### ASSIGNED TASK
In the entries below, find the line with "filename src/stream/chain.rs" and the line with "Middle stage. May". Return those two lines and all lines between them, exactly.

### Saved data entries
○ ○ ○
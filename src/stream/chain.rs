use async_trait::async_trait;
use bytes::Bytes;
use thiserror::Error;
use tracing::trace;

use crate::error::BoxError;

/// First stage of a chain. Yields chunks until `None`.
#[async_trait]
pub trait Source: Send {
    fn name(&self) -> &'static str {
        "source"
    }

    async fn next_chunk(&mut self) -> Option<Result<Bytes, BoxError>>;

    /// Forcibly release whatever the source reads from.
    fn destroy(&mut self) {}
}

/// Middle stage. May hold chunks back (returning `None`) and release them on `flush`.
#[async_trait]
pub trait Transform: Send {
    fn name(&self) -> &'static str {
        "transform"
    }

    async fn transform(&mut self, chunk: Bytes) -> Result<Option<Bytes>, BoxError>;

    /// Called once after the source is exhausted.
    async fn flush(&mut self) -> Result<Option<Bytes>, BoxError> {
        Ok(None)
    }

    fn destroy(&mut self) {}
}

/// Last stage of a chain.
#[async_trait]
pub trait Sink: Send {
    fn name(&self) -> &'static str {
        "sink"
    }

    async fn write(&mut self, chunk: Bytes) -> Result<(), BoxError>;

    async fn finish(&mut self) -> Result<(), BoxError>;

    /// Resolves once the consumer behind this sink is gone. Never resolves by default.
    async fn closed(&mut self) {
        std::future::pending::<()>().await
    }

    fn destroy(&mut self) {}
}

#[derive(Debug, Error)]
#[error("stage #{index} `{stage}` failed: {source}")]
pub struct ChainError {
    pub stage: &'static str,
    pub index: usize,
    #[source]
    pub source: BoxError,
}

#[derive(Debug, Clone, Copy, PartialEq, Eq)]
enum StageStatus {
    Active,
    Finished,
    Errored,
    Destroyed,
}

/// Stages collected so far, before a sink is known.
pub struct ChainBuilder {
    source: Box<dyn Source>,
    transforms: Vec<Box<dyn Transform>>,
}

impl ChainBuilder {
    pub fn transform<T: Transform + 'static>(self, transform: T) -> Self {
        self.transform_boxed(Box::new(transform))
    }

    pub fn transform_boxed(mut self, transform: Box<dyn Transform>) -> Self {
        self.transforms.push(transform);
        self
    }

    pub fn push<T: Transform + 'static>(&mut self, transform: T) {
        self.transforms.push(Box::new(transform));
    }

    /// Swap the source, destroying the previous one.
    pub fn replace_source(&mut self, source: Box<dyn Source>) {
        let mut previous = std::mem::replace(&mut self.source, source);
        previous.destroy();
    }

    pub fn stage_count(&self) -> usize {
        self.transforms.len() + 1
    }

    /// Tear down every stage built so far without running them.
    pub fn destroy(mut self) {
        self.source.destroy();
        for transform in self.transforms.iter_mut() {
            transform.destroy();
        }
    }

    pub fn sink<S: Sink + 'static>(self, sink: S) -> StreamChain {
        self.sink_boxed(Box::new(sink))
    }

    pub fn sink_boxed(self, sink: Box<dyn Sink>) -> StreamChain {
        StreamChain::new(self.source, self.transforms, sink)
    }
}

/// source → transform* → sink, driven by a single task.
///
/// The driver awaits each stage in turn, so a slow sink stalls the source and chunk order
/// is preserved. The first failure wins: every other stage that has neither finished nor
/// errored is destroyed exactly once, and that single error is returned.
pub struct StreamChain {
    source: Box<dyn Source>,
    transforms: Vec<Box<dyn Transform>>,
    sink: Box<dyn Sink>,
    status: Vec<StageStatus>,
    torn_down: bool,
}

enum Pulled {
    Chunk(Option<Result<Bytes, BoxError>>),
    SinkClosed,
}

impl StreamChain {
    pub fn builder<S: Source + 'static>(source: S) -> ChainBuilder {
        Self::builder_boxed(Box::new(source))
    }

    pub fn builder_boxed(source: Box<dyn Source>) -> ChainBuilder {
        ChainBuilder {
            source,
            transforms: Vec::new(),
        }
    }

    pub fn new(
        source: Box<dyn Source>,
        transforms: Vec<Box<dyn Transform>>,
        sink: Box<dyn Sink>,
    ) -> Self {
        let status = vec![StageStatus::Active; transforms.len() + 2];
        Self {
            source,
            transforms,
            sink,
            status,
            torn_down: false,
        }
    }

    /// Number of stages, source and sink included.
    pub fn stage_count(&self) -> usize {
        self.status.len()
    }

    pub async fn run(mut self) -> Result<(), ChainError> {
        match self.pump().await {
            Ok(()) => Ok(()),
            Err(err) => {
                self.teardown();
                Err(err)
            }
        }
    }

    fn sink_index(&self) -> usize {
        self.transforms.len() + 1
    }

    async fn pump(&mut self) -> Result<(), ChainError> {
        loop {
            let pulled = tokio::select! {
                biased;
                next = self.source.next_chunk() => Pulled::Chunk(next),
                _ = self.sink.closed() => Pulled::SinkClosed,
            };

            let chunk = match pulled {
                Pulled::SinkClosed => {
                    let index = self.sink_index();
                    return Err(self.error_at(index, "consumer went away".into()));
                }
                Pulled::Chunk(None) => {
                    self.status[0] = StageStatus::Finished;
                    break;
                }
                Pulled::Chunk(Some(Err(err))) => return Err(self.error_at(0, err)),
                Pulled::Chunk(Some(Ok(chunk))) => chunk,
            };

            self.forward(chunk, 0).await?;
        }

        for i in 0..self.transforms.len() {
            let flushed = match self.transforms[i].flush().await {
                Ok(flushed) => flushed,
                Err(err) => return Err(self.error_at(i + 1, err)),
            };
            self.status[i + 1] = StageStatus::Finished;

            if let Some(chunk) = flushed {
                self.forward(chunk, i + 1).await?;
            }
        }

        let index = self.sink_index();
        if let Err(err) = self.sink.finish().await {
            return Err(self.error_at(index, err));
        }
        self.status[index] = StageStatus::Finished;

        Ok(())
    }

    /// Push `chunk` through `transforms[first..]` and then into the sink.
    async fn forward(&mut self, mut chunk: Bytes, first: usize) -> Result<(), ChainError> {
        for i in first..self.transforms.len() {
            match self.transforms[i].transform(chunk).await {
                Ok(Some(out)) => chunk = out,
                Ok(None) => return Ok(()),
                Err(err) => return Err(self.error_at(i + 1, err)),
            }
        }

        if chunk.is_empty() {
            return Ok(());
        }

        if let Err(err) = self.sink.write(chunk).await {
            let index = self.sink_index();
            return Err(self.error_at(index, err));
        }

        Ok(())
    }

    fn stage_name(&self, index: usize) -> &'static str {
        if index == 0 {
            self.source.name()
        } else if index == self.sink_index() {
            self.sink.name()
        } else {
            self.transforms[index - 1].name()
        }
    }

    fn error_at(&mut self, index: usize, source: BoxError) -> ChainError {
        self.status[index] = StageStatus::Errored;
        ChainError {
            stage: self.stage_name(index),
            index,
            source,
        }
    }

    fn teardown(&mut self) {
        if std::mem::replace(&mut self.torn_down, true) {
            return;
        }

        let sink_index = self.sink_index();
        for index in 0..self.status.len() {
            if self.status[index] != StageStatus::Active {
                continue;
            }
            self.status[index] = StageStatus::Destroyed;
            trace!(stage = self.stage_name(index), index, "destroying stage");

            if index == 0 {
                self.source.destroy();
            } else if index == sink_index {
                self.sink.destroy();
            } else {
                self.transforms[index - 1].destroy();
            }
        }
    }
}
○ ○ ○
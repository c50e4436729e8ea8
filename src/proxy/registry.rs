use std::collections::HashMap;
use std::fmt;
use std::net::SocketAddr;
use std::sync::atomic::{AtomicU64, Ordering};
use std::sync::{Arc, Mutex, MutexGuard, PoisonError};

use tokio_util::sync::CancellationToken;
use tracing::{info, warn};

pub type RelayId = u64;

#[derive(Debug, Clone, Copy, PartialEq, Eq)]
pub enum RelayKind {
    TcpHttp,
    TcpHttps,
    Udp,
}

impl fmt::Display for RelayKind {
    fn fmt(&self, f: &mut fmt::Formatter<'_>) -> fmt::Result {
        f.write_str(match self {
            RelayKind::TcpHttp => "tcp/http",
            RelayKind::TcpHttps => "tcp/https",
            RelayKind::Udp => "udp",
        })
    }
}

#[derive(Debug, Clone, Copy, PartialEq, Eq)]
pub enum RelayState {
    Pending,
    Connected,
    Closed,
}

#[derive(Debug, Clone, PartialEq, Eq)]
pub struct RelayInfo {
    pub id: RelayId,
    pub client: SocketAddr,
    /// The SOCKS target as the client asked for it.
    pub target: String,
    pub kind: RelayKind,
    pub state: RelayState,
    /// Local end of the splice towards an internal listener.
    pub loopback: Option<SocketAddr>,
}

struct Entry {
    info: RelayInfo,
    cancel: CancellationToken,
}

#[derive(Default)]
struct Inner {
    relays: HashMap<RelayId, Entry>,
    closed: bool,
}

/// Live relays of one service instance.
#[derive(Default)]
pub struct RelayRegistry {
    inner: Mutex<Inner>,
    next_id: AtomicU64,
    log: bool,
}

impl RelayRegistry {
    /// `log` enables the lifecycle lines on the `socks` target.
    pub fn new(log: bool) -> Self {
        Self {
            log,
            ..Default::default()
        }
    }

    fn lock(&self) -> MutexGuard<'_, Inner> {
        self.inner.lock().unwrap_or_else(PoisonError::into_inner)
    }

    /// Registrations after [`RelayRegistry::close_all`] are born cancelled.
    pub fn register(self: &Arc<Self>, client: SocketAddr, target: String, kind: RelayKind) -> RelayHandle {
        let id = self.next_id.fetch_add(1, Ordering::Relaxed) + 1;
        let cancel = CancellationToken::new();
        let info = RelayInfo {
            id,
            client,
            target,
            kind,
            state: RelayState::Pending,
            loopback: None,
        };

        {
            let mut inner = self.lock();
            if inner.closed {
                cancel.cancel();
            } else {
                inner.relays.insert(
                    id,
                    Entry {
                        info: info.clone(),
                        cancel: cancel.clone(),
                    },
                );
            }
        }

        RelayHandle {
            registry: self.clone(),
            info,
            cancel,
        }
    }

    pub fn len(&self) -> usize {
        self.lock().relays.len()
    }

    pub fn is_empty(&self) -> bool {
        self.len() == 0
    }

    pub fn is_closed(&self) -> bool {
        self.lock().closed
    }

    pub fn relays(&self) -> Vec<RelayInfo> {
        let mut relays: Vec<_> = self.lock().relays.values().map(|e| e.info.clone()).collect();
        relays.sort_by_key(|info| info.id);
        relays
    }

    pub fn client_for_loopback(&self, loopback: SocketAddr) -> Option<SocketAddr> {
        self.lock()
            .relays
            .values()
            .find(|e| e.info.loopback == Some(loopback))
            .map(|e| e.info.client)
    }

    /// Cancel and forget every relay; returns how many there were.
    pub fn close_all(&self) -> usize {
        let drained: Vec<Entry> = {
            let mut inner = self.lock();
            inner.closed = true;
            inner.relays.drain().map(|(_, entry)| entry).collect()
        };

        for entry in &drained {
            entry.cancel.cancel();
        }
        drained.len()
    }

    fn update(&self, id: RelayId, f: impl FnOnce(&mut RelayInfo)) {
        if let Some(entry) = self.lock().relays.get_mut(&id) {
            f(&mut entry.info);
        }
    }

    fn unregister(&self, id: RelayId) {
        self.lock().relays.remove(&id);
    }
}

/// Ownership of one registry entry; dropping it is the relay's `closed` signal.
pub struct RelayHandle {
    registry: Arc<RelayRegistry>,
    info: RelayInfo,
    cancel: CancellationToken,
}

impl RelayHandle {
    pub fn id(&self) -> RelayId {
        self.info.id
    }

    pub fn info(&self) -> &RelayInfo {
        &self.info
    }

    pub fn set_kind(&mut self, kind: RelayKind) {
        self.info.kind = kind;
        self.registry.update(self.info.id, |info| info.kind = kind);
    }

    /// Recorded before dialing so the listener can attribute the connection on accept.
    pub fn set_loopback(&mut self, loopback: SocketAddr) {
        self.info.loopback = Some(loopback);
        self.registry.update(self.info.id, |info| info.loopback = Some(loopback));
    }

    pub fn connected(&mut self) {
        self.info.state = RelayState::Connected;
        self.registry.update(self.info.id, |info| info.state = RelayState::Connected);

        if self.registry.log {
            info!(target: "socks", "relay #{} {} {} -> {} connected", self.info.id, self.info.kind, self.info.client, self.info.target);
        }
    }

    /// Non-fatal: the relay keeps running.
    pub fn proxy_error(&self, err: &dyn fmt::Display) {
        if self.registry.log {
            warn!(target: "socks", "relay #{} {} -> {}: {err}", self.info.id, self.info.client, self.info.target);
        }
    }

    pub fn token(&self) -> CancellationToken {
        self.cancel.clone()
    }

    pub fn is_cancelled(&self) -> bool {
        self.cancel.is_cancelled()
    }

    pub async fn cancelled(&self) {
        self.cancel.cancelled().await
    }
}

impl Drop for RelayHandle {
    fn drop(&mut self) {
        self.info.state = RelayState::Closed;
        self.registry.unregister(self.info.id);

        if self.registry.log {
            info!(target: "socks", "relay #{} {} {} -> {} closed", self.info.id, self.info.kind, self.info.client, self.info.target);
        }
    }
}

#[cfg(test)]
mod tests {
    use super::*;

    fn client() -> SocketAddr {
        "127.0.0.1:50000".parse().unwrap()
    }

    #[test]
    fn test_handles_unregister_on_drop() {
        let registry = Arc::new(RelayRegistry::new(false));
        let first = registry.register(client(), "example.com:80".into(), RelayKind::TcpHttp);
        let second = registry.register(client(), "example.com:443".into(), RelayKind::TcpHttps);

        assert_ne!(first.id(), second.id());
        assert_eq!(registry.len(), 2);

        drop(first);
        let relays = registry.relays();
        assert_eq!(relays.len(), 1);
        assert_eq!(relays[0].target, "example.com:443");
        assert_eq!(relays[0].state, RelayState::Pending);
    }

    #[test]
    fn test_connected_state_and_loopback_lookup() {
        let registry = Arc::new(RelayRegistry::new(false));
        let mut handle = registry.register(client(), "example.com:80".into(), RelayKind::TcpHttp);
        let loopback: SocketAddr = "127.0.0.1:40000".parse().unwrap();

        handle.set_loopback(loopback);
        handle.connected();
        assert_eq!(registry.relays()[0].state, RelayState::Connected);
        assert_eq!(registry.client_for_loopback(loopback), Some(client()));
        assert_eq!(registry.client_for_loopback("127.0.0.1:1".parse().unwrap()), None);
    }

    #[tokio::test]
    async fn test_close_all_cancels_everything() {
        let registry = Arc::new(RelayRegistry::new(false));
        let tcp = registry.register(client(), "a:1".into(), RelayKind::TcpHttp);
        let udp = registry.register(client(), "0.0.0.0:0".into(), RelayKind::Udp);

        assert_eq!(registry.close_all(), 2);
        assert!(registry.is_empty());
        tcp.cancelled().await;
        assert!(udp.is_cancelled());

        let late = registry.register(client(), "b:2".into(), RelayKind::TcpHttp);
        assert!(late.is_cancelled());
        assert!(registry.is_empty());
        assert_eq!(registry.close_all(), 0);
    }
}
○ ○ ○
### WORKED SOLUTION
filename src/stream/chain.rs
use async_trait::async_trait;
use bytes::Bytes;
use thiserror::Error;
use tracing::trace;

use crate::error::BoxError;

/// First stage of a chain. Yields chunks until `None`.
#[async_trait]
pub trait Source: Send {
    fn name(&self) -> &'static str {
        "source"
    }

    async fn next_chunk(&mut self) -> Option<Result<Bytes, BoxError>>;

    /// Forcibly release whatever the source reads from.
    fn destroy(&mut self) {}
}

/// Middle stage. May hold chunks back (returning `None`) and release them on `flush`.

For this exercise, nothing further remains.